IMO the most important project in the perl world currently is Parrot. I love what I am seeing Perl6 evolve into (well most of it anyway) but it is Parrot that could evolve into the "killer" platform of the next decade.
I read quite a few technical blogs and it is amazing how much movement there is towards dynamic languages. The number of heavyweights who are extolling the virtues of Python and Ruby is pretty impressive.
I really see a great future for dynamic languages in the next decade and Parrot, if it is successful, could become the de facto standard.
Note the qualification. Will Parrot be successful? I'm starting to have my doubts. I could just as easily see the project flame-out in acrimony.
In the past month or two I've sometimes found it painful to follow the internals list because:
a) the same arguments are repeated endlessly
b) the animosity between the lead developers
c) the general black tone of some posts
I think part of the problem is that Dan has been pretty much out of touch for the last while. That's no slam against Dan because I have nothing but admiration for people working a full time job and essentially working a second full time job (Parrot) for the benefit of all of us. But I do believe it is hurting the project.

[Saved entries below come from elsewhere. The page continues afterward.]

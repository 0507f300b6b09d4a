//! Data models for Bookshelf

pub mod author;
pub mod book;
pub mod stats;

// Re-export commonly used types
pub use author::{Author, AuthorWithBooks, PopularAuthor};
pub use book::{Book, BookCounts, BookDetail, BookDetailRow, BookSummary, BookWithAuthor};
pub use stats::{CatalogStats, CatalogTotals, YearCount};
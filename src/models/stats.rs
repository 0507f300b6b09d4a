//! Aggregate rows produced by the statistics queries

use serde::{Deserialize, Serialize};
use sqlx::FromRow;
use utoipa::ToSchema;

use super::author::AuthorWithBooks;

/// Whole-table book counters
#[derive(Debug, Clone, Copy, Default, PartialEq, Eq, FromRow)]
pub struct CatalogTotals {
    pub total_books: i64,
    pub available_books: i64,
    /// Distinct authors referenced by at least one book
    pub total_authors: i64,
}

/// Totals and leaderboard read from one snapshot
#[derive(Debug, Clone, PartialEq)]
pub struct CatalogStats {
    pub totals: CatalogTotals,
    pub top_authors: Vec<AuthorWithBooks>,
}

/// Number of books published in a given year
#[derive(Debug, Clone, Copy, PartialEq, Eq, Serialize, Deserialize, FromRow, ToSchema)]
pub struct YearCount {
    pub year: i32,
    pub count: i64,
}
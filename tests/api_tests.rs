//! API integration tests against a live PostgreSQL database.
//!
//! Run with: DATABASE_URL=postgres://... cargo test -- --ignored

use std::sync::Arc;

use axum::{
    body::{to_bytes, Body},
    http::{Request, StatusCode},
    Router,
};
use once_cell::sync::Lazy;
use serde_json::Value;
use sqlx::{postgres::PgPoolOptions, PgPool};
use tokio::sync::Mutex;
use tower::ServiceExt;

use bookshelf_server::{
    api,
    config::AppConfig,
    models::{Author, AuthorWithBooks},
    repository::Repository,
    seed::SeedData,
    services::Services,
    AppState,
};

/// Tests share one database and truncate it, so they run one at a time
static DB_LOCK: Lazy<Mutex<()>> = Lazy::new(|| Mutex::new(()));

async fn seeded_pool() -> PgPool {
    let url = std::env::var("DATABASE_URL").expect("DATABASE_URL must be set");
    let pool = PgPoolOptions::new()
        .max_connections(2)
        .connect(&url)
        .await
        .expect("Failed to connect to database");

    sqlx::migrate!("./migrations")
        .run(&pool)
        .await
        .expect("Failed to run migrations");

    sqlx::query("TRUNCATE authors, books RESTART IDENTITY CASCADE")
        .execute(&pool)
        .await
        .expect("Failed to truncate tables");

    let fixture = concat!(env!("CARGO_MANIFEST_DIR"), "/fixtures/catalog.json");
    SeedData::from_file(fixture)
        .expect("Failed to read fixture")
        .insert(&pool)
        .await
        .expect("Failed to seed");

    pool
}

fn app(pool: PgPool) -> Router {
    let config = AppConfig::default();
    let services = Services::new(Arc::new(Repository::new(pool)), config.pagination);
    api::router(AppState {
        services: Arc::new(services),
    })
}

async fn get_json(app: &Router, uri: &str) -> (StatusCode, Value) {
    let response = app
        .clone()
        .oneshot(Request::builder().uri(uri).body(Body::empty()).unwrap())
        .await
        .unwrap();
    let status = response.status();
    let bytes = to_bytes(response.into_body(), usize::MAX).await.unwrap();
    (status, serde_json::from_slice(&bytes).unwrap())
}

fn ids(body: &Value) -> Vec<i64> {
    body["results"]
        .as_array()
        .unwrap()
        .iter()
        .map(|book| book["id"].as_i64().unwrap())
        .collect()
}

#[tokio::test]
#[ignore]
async fn test_ready() {
    let _guard = DB_LOCK.lock().await;
    let app = app(seeded_pool().await);

    let (status, body) = get_json(&app, "/ready").await;
    assert_eq!(status, StatusCode::OK);
    assert_eq!(body["status"], "ready");
}

#[tokio::test]
#[ignore]
async fn test_filter_by_author_and_availability() {
    let _guard = DB_LOCK.lock().await;
    let app = app(seeded_pool().await);

    let (status, body) = get_json(&app, "/books?author_id=1&is_available=true").await;
    assert_eq!(status, StatusCode::OK);
    assert_eq!(body["count"], 3);
    assert_eq!(body["meta"]["total_books"], 3);
    assert_eq!(body["meta"]["available_books"], 3);
    assert_eq!(body["meta"]["unavailable_books"], 0);
    for book in body["results"].as_array().unwrap() {
        assert_eq!(book["author"], 1);
        assert_eq!(book["is_available"], true);
    }
}

#[tokio::test]
#[ignore]
async fn test_availability_partitions_catalog() {
    let _guard = DB_LOCK.lock().await;
    let app = app(seeded_pool().await);

    let (_, all) = get_json(&app, "/books?page_size=100").await;
    let (_, available) = get_json(&app, "/books?is_available=true&page_size=100").await;
    let (_, unavailable) = get_json(&app, "/books?is_available=false&page_size=100").await;

    let mut union: Vec<i64> = ids(&available);
    union.extend(ids(&unavailable));
    union.sort_unstable();
    let mut everything = ids(&all);
    everything.sort_unstable();

    assert_eq!(union, everything);
    assert!(ids(&available).iter().all(|id| !ids(&unavailable).contains(id)));
    assert_eq!(all["meta"]["unavailable_books"], 1);
}

#[tokio::test]
#[ignore]
async fn test_pages_cover_the_set_once() {
    let _guard = DB_LOCK.lock().await;
    let app = app(seeded_pool().await);

    let (_, first) = get_json(&app, "/books?page_size=2&ordering=title").await;
    assert_eq!(first["total_pages"], 3);
    assert_eq!(first["next"], "/books/?page=2&page_size=2");
    assert!(first["previous"].is_null());

    let mut seen = ids(&first);
    for page in 2..=3 {
        let (status, body) =
            get_json(&app, &format!("/books/?page={page}&page_size=2&ordering=title")).await;
        assert_eq!(status, StatusCode::OK);
        seen.extend(ids(&body));
    }

    let (_, past_end) = get_json(&app, "/books?page=4&page_size=2").await;
    assert!(ids(&past_end).is_empty());

    seen.sort_unstable();
    assert_eq!(seen, vec![1, 2, 3, 4, 5]);
}

#[tokio::test]
#[ignore]
async fn test_ordering_and_search() {
    let _guard = DB_LOCK.lock().await;
    let app = app(seeded_pool().await);

    let (_, body) = get_json(&app, "/books?ordering=published_date").await;
    let dates: Vec<&str> = body["results"]
        .as_array()
        .unwrap()
        .iter()
        .map(|book| book["published_date"].as_str().unwrap())
        .collect();
    let mut sorted = dates.clone();
    sorted.sort_unstable();
    assert_eq!(dates, sorted);

    let (_, body) = get_json(&app, "/books?search=klabnik").await;
    assert_eq!(body["count"], 1);
    assert_eq!(body["results"][0]["title"], "The Rust Programming Language");

    let (_, body) = get_json(&app, "/books?search=Django%20Beginners").await;
    assert_eq!(body["count"], 1);
    assert_eq!(body["results"][0]["title"], "Django for Beginners");

    let (_, body) = get_json(&app, "/books?search=rust,vincent").await;
    assert_eq!(body["count"], 0);

    let (_, body) = get_json(&app, "/books?title_contains=100%25").await;
    assert_eq!(body["count"], 0);
}

#[tokio::test]
#[ignore]
async fn test_date_range_is_inclusive() {
    let _guard = DB_LOCK.lock().await;
    let app = app(seeded_pool().await);

    let (status, body) =
        get_json(&app, "/books?published_after=2020-08-01&published_before=2021-03-15").await;
    assert_eq!(status, StatusCode::OK);
    assert_eq!(body["count"], 2);

    let (status, body) = get_json(&app, "/books?published_after=2020-13-01").await;
    assert_eq!(status, StatusCode::BAD_REQUEST);
    assert!(body["error"].as_str().unwrap().contains("published_after"));
}

#[tokio::test]
#[ignore]
async fn test_detail_nests_author() {
    let _guard = DB_LOCK.lock().await;
    let pool = seeded_pool().await;
    let app = app(pool.clone());

    let (status, body) = get_json(&app, "/books/5").await;
    assert_eq!(status, StatusCode::OK);
    assert_eq!(body["title"], "The Rust Programming Language");
    assert_eq!(body["author"]["name"], "Steve Klabnik");

    let stored: Author =
        sqlx::query_as("SELECT id, name, email, created_at FROM authors WHERE id = $1")
            .bind(2_i64)
            .fetch_one(&pool)
            .await
            .unwrap();
    let expected = serde_json::to_value(AuthorWithBooks::new(stored, 1)).unwrap();
    assert_eq!(body["author"], expected);

    let (status, _) = get_json(&app, "/books/999").await;
    assert_eq!(status, StatusCode::NOT_FOUND);
}

#[tokio::test]
#[ignore]
async fn test_stats_are_global() {
    let _guard = DB_LOCK.lock().await;
    let app = app(seeded_pool().await);

    let (status, body) = get_json(&app, "/books/stats/").await;
    assert_eq!(status, StatusCode::OK);
    assert_eq!(body["total_books"], 5);
    assert_eq!(body["available_books"], 4);
    assert_eq!(body["unavailable_books"], 1);
    assert_eq!(body["total_authors"], 2);
    assert_eq!(body["top_authors"][0]["id"], 1);
    assert_eq!(body["top_authors"][0]["books_count"], 4);
}

#[tokio::test]
#[ignore]
async fn test_books_by_year_descending() {
    let _guard = DB_LOCK.lock().await;
    let app = app(seeded_pool().await);

    let (_, body) = get_json(&app, "/books/by-year").await;
    let years: Vec<i64> = body
        .as_array()
        .unwrap()
        .iter()
        .map(|row| row["year"].as_i64().unwrap())
        .collect();
    assert_eq!(years, vec![2022, 2021, 2020, 2019, 2018]);
}

#[tokio::test]
#[ignore]
async fn test_authors_endpoints() {
    let _guard = DB_LOCK.lock().await;
    let app = app(seeded_pool().await);

    let (_, body) = get_json(&app, "/authors?min_books=2").await;
    assert_eq!(body["count"], 1);
    assert_eq!(body["results"][0]["name"], "William S. Vincent");

    let (_, body) = get_json(&app, "/authors/popular").await;
    let popular = body.as_array().unwrap();
    assert_eq!(popular[0]["id"], 1);
    assert_eq!(popular[0]["available_books_count"], 3);
}

#[tokio::test]
#[ignore]
async fn test_recent_books_include_fresh_rows() {
    let _guard = DB_LOCK.lock().await;
    let app = app(seeded_pool().await);

    let (status, body) = get_json(&app, "/books/recent?days=7").await;
    assert_eq!(status, StatusCode::OK);
    assert_eq!(body["count"], 5);
}

#[tokio::test]
#[ignore]
async fn test_seeding_twice_is_a_no_op() {
    let _guard = DB_LOCK.lock().await;
    let pool = seeded_pool().await;

    let fixture = concat!(env!("CARGO_MANIFEST_DIR"), "/fixtures/catalog.json");
    let seeded = SeedData::from_file(fixture)
        .unwrap()
        .insert(&pool)
        .await
        .unwrap();
    assert!(seeded.is_empty());

    let app = app(pool);
    let (_, body) = get_json(&app, "/books/stats").await;
    assert_eq!(body["total_books"], 5);
    assert_eq!(body["total_authors"], 2);
}

#[tokio::test]
#[ignore]
async fn test_repeated_param_keeps_last_value() {
    let _guard = DB_LOCK.lock().await;
    let app = app(seeded_pool().await);

    let (status, body) = get_json(&app, "/books?author_id=1&author_id=2").await;
    assert_eq!(status, StatusCode::OK);
    assert_eq!(body["count"], 1);

    let (status, body) = get_json(&app, "/books?author_id=1&author_id=x").await;
    assert_eq!(status, StatusCode::BAD_REQUEST);
    assert!(body["error"].as_str().unwrap().contains("author_id"));
}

What is needed IMO is a clear roadmap of what is remaining, what is the design for what is remaining, what is the precedence and dependencies for the remaining tasks. This might exist already but if it does I see no evidence that it is being followed.
Does anyone have a good feel for where Parrot is in terms of completeness? Anyone else share my uneasiness with the interpersonal dynamics of peope working on the project?
I feel a bit hypocritical for sitting back and pointing my finger at the problems when I'm doing nothing to help on the project but I truly want parrot to succeed and I'm starting to wonder if it will.
NOTE: by "succeed" I mean widespread adoption by Ruby, Python et al developers and not simply a Perl6 VM.